After looking in all of the usual places in the bathroom, I continued my search in the closet and then to the rest of the room. Having exhausted all known possibilities, I picked up the phone and hit the button for housekeeping.
“How can I help you, Mr. Havens?” said a pleasant voice. “Well, I can’t locate a hair dryer. I’ve looked everywhere and I’m running late. Can you have housekeeping drop one by here in the next few minutes?”
“Sure, Mr. Havens. I’ll be glad to send one, but will you first look in the bathroom on the wall just to the left of the sink and see if the installed unit is still there?” “Uh…yes, yes it is! Please cancel that request. So sorry to have troubled you,” I replied through fits of laughter.
There it was. In the “wrong” location, but easily seen had I been less narrowly focused on only the usual ones. Crazy, but it happens. At least for me, I expect to find things in the usual places and if they aren’t, I can’t see them…even when they are right in front of me.

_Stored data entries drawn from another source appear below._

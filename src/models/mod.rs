pub mod download;
pub mod fetch;
pub mod manager;
pub mod progress;
pub mod registry;
pub mod store;

pub use download::{DownloadEvent, DownloadStatus, EventSender, ModelDownloader};
pub use fetch::{FetchProgram, PosixFetch, WindowsFetch};
pub use manager::{ModelManager, ModelStatus};
pub use registry::ModelInfo;
pub use store::{format_size, InstalledModel, ModelStore};
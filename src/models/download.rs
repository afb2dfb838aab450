use crate::config::DownloadConfig;
use crate::error::{Result, VaultError};
use crate::models::fetch::{self, FetchProgram};
use crate::models::progress::{classify, LineKind, LineSplitter, ProgressTracker, StreamKind};
use crate::models::registry::ModelInfo;
use crate::models::store::{format_size, ModelStore};
use serde::Serialize;
use std::collections::VecDeque;
use std::process::{ExitStatus, Stdio};
use std::time::Duration;
use thiserror::Error;
use tokio::io::{AsyncRead, AsyncReadExt};
use tokio::process::Child;
use tokio::sync::mpsc;
use tokio::task::JoinHandle;
use tokio::time::{sleep, sleep_until, timeout_at, Instant};

/// How long to keep reading buffered output after the script exits
const OUTPUT_DRAIN_GRACE: Duration = Duration::from_secs(2);

/// Lines of output kept per attempt for failure reports
const OUTPUT_TAIL_LINES: usize = 20;

/// Notification emitted while a download runs
#[derive(Debug, Clone, PartialEq, Eq, Serialize)]
#[serde(tag = "type", rename_all = "lowercase")]
pub enum DownloadEvent {
    Progress {
        model: String,
        percent: u8,
        log: String,
    },
    Log {
        model: String,
        log: String,
    },
    Error {
        model: String,
        error: String,
    },
    /// Always the last event of a download call
    Completion {
        model: String,
        success: bool,
        exit_code: i32,
        log: String,
    },
}

pub type EventSender = mpsc::UnboundedSender<DownloadEvent>;

/// Successful result of a download call
#[derive(Debug, Clone, Copy, PartialEq, Eq, Serialize)]
#[serde(tag = "status", rename_all = "snake_case")]
pub enum DownloadStatus {
    AlreadyInstalled,
    Downloaded { attempts: u32 },
}
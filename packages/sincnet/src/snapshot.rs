//! JSON dump of a layer's current filter bank, for plotting and inspection.
//!
//! This is a diagnostic view of the derived filters. Parameters are persisted
//! through the `VarMap` (safetensors), never through this format.

use std::path::Path;

use serde::{Deserialize, Serialize};

use crate::{Result, SincConv, SincConvConfig};

#[derive(Debug, Clone, PartialEq, Serialize, Deserialize)]
pub struct FilterBankSnapshot {
    pub config: SincConvConfig,
    /// `[low, high]` in Hz, one entry per filter.
    pub cutoffs_hz: Vec<[f32; 2]>,
    /// Windowed taps, `n_filt` rows of `filt_dim` values.
    pub filters: Vec<Vec<f32>>,
}

impl FilterBankSnapshot {
    pub fn capture(layer: &SincConv) -> Result<Self> {
        let cutoffs_hz = layer
            .cutoffs_hz()?
            .into_iter()
            .map(|(lo, hi)| [lo, hi])
            .collect();
        let filters = layer.filters()?.to_vec2::<f32>()?;
        Ok(Self {
            config: layer.config().clone(),
            cutoffs_hz,
            filters,
        })
    }

    pub fn to_json(&self) -> Result<String> {
        Ok(serde_json::to_string_pretty(self)?)
    }

    pub fn from_json(src: &str) -> Result<Self> {
        Ok(serde_json::from_str(src)?)
    }

    pub fn write_json(&self, path: impl AsRef<Path>) -> Result<()> {
        std::fs::write(path.as_ref(), self.to_json()?)?;
        Ok(())
    }
}
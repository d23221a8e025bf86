//! SincNet – public crate root
//! ===========================
//! Learnable **band-pass filter bank** for raw-waveform audio models
//! (the "sinc convolution" first layer, Candle back-end).
//!
//! Every filter is described by two trainable scalars (lower cutoff and
//! bandwidth, both as fractions of the sample rate). The filters themselves
//! are rebuilt from those scalars on every forward pass, so gradients flow
//! back into the cutoffs.
//!
//! ```no_run
//! use candle_core::{DType, Device, Module, Tensor};
//! use candle_nn::{VarBuilder, VarMap};
//! use sincnet::{SincConv, SincConvConfig};
//!
//! let device = Device::Cpu;
//! let var_map = VarMap::new();
//! let vb = VarBuilder::from_varmap(&var_map, DType::F32, &device);
//! let layer = SincConv::new(SincConvConfig::new(80, 251, 16_000.0), vb.pp("sinc"))?;
//!
//! let wave = Tensor::zeros((1, 1, 16_000), DType::F32, &device)?;
//! let bands = layer.forward(&wave)?; // (1, 80, 16000)
//! # Ok::<(), Box<dyn std::error::Error>>(())
//! ```
#![deny(unsafe_code)]

#[cfg(feature = "accelerate")]
extern crate accelerate_src;

#[cfg(feature = "mkl")]
extern crate intel_mkl_src;

/* ────────────────────────  sub-modules  ─────────────────────────────── */
pub mod config;
pub mod constants;
pub mod error;
pub mod layer;
pub mod mel;
pub mod sinc;
pub mod snapshot;
pub mod window;

/* ─────────────────────────── re-exports ─────────────────────────────── */
pub use config::SincConvConfig;
pub use constants::*;
pub use error::{Result, SincError};
pub use layer::SincConv;
pub use snapshot::FilterBankSnapshot;

use candle_core::Device;

/// Pick the fastest available device unless `cpu` is forced.
pub fn device_helper(cpu: bool) -> Result<Device> {
    if cpu {
        Ok(Device::Cpu)
    } else if candle_core::utils::metal_is_available() {
        Ok(Device::new_metal(0)?)
    } else if candle_core::utils::cuda_is_available() {
        Ok(Device::new_cuda(0)?)
    } else {
        Ok(Device::Cpu)
    }
}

Today, I believe that the abundant opportunities we have in front of us are hard to see because they are different or in new places. Frankly, we are a little spoiled to our clients calling us over and over again for the same services. Now, many of our traditional services aren’t needed, have less value or are being commoditized due to our lack of distinction. New competitors are disrupting some of our relationships and services with automation and services that are more relevant to the needs of our clients.
New areas of growth like advisory, cybersecurity, succession planning, data analytics and strategic services are right in front of us. We have the relationships to have these conversations and to share these insights.
Unfortunately, due to temporary blindness or denial or legacy beliefs that relationships trump all, we are simply calling housekeeping rather than searching for new growth that is right on the wall in front of us.
I’m afraid that the fear of doing new things, not having all of the answers, risk of challenging our client’s point of view and the discipline required in learning to be anticipatory is blinding us to our greatest growth opportunities. In fact, I think these opportunities are abundant and more valuable than what we are primarily doing today. What’s worse than housekeeping informing you that the hair dryer is mounted on the wall? It might be our long-term relationship informing us they have bought a new hair dryer.